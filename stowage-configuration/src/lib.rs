#![doc = include_str!("../README.md")]

mod config;
mod error;
pub mod options;
pub mod plan;
pub mod profile;

pub use config::StoreConfig;
pub use error::LoadError;
pub use options::{CompressSetting, ExpiresSetting, FacadeOptions, LoggerSetting};
pub use plan::{PlannedComponent, StackPlan, plan};
pub use profile::Profile;

use stowage::{BoxStore, ConfigError};

/// Builds the store stack for backend `name` configured by `options`.
///
/// See [`plan`] for how the stack is derived.
pub async fn new(name: &str, options: FacadeOptions) -> Result<BoxStore, ConfigError> {
    plan(name, &options).build().await
}
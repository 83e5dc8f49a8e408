//! Text-safe encodings for adapters that cannot hold arbitrary bytes.

use base64::{Engine, engine::general_purpose::STANDARD};
use thiserror::Error;

#[derive(Error, Debug)]
pub enum EncodingError {
    #[error("invalid base64 input: {0}")]
    Base64(#[from] base64::DecodeError),

    #[error("invalid hex input: {0}")]
    Hex(#[from] hex::FromHexError),

    /// A key step received a value it cannot turn into bytes.
    #[error("cannot encode a value of kind `{0}`")]
    Unsupported(&'static str),

    /// Stored raw value does not start with a known representation tag.
    #[error("unknown raw value tag {0:?}")]
    UnknownTag(Option<u8>),

    #[error("raw text value is not valid utf-8: {0}")]
    Utf8(#[from] std::string::FromUtf8Error),
}

/// Reversible bytes-to-text encoding.
#[derive(Debug, Clone, Copy, PartialEq, Eq)]
pub enum TextEncoding {
    Base64,
    Hex,
}

impl TextEncoding {
    pub fn encode(&self, data: &[u8]) -> String {
        match self {
            TextEncoding::Base64 => STANDARD.encode(data),
            TextEncoding::Hex => hex::encode(data),
        }
    }

    pub fn decode(&self, text: &[u8]) -> Result<Vec<u8>, EncodingError> {
        Ok(match self {
            TextEncoding::Base64 => STANDARD.decode(text)?,
            TextEncoding::Hex => hex::decode(text)?,
        })
    }
}
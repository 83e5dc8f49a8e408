//! Key Pipeline Example
//!
//! Demonstrates how a transformer pipeline derives physical keys.
//!
//! Pipelines shown:
//!   - bincode + prefix: compact binary keys in a namespace
//!   - bincode + prefix + base64: the same keys, safe for text-only stores
//!   - bincode + sha256 + spread: fixed-length keys spread over directories
//!
//! Run:
//!   cargo run -p stowage-backend --example key_pipeline_usage
//!
//! Expected output:
//!   The physical key each pipeline produces for the same logical key.

use stowage_backend::{Pipeline, Step, Value};

fn main() {
    let key = Value::List(vec!["user".into(), 42.into()]);
    println!("Logical key: {key:?}\n");

    let pipelines: [(&str, &[Step]); 3] = [
        ("bincode + prefix", &[Step::Bincode]),
        ("bincode + prefix + base64", &[Step::Bincode, Step::Prefix, Step::Base64]),
        ("bincode + sha256 + spread", &[Step::Bincode, Step::Sha256, Step::Spread]),
    ];

    for (name, steps) in pipelines {
        let pipeline = Pipeline::keys(steps, Some("app:")).expect("valid key pipeline");
        let physical = pipeline.forward(key.clone()).expect("key encodes");
        println!("{name}");
        println!("  steps:    {:?}", pipeline.steps());
        println!("  physical: {physical:?}\n");
    }
}
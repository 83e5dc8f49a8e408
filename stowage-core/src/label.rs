//! Names that identify stores in log fields.

use smol_str::SmolStr;
use std::fmt;

/// Name reported by `Store::label`.
///
/// Adapters use a short static name such as `memory` or `file`. A two-tier
/// cache joins the names of its tiers, fast one first:
///
/// ```
/// use stowage_core::StoreLabel;
///
/// let tiers = StoreLabel::new_static("memory").compose(&StoreLabel::new_static("file"));
/// assert_eq!(tiers.as_str(), "memory.file");
/// ```
#[derive(Debug, Clone, Default, PartialEq, Eq, Hash)]
pub struct StoreLabel(SmolStr);

impl StoreLabel {
    #[inline]
    pub fn new(s: impl Into<SmolStr>) -> Self {
        Self(s.into())
    }

    /// Label borrowed from a static string.
    #[inline]
    pub const fn new_static(s: &'static str) -> Self {
        Self(SmolStr::new_static(s))
    }

    #[inline]
    pub fn as_str(&self) -> &str {
        &self.0
    }

    /// Joins two labels as `self.other`.
    pub fn compose(&self, other: &StoreLabel) -> Self {
        Self(smol_str::format_smolstr!("{}.{}", self.0, other.0))
    }
}

impl fmt::Display for StoreLabel {
    fn fmt(&self, f: &mut fmt::Formatter<'_>) -> fmt::Result {
        self.0.fmt(f)
    }
}

impl From<&'static str> for StoreLabel {
    fn from(s: &'static str) -> Self {
        Self::new_static(s)
    }
}

impl From<String> for StoreLabel {
    fn from(s: String) -> Self {
        Self::new(s)
    }
}

impl From<SmolStr> for StoreLabel {
    fn from(s: SmolStr) -> Self {
        Self(s)
    }
}

impl AsRef<str> for StoreLabel {
    fn as_ref(&self) -> &str {
        self.as_str()
    }
}

#[cfg(test)]
mod tests {
    use super::*;

    #[test]
    fn labels_compare_by_text() {
        assert_eq!(StoreLabel::from("file"), StoreLabel::new(String::from("file")));
        assert_eq!(StoreLabel::new_static("memory").to_string(), "memory");
    }
}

----

- [Assigned task]: Every line holding the string "memory" should be copied here, so please find those lines in the data.

- [Reply to the task]:
/// Adapters use a short static name such as `memory` or `file`. A two-tier
/// let tiers = StoreLabel::new_static("memory").compose(&StoreLabel::new_static("file"));
/// assert_eq!(tiers.as_str(), "memory.file");
        assert_eq!(StoreLabel::new_static("memory").to_string(), "memory");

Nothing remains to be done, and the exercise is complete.